- **TASK STATEMENT**:
Please report each line of the data below that contains "Result".

== Segment start ==

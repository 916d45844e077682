use anyhow::{Context, Result};
use clap::Parser;
use seating::{CLIArgs, SeatingAutomaton};

fn main() -> Result<()> {
    seating::init_tracing();
    let args = CLIArgs::parse();
    let seat_map = seating::read_sm(&args.input_path).with_context(|| {
        format!(
            "Failed to read map of seats layout from given input file({}).",
            args.input_path.display()
        )
    })?;

    let settled = SeatingAutomaton::visible().settle(seat_map)?;
    println!(
        "Looking for visible seats, after {} round(s), given seats layout stabilizes, and there are {} seats have been occupied.",
        settled.rounds, settled.occupied
    );

    Ok(())
}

== Segment end ==

- **ANSWER BOX**:
use anyhow::{Context, Result};
fn main() -> Result<()> {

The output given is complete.